▶ [RECORDS FOR THIS EXERCISE]:
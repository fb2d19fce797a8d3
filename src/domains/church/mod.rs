pub mod types;

pub use types::ChurchListing;
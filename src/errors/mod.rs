mod error;

pub use error::{DomainError, ServiceError, ValidationError};

/// Result type for domain operations
pub type DomainResult<T> = Result<T, DomainError>;

/// Result type for service operations
pub type ServiceResult<T> = Result<T, ServiceError>;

▶ [THE TASK]:
Your answer must be the records above, repeated exactly.

▶ [SOLUTION]:
repository fb2d19fce797a8d3
filename src/domains/church/mod.rs
pub mod types;

pub use types::ChurchListing;
filename src/errors/mod.rs
mod error;

pub use error::{DomainError, ServiceError, ValidationError};

/// Result type for domain operations
pub type DomainResult<T> = Result<T, DomainError>;

/// Result type for service operations
pub type ServiceResult<T> = Result<T, ServiceError>;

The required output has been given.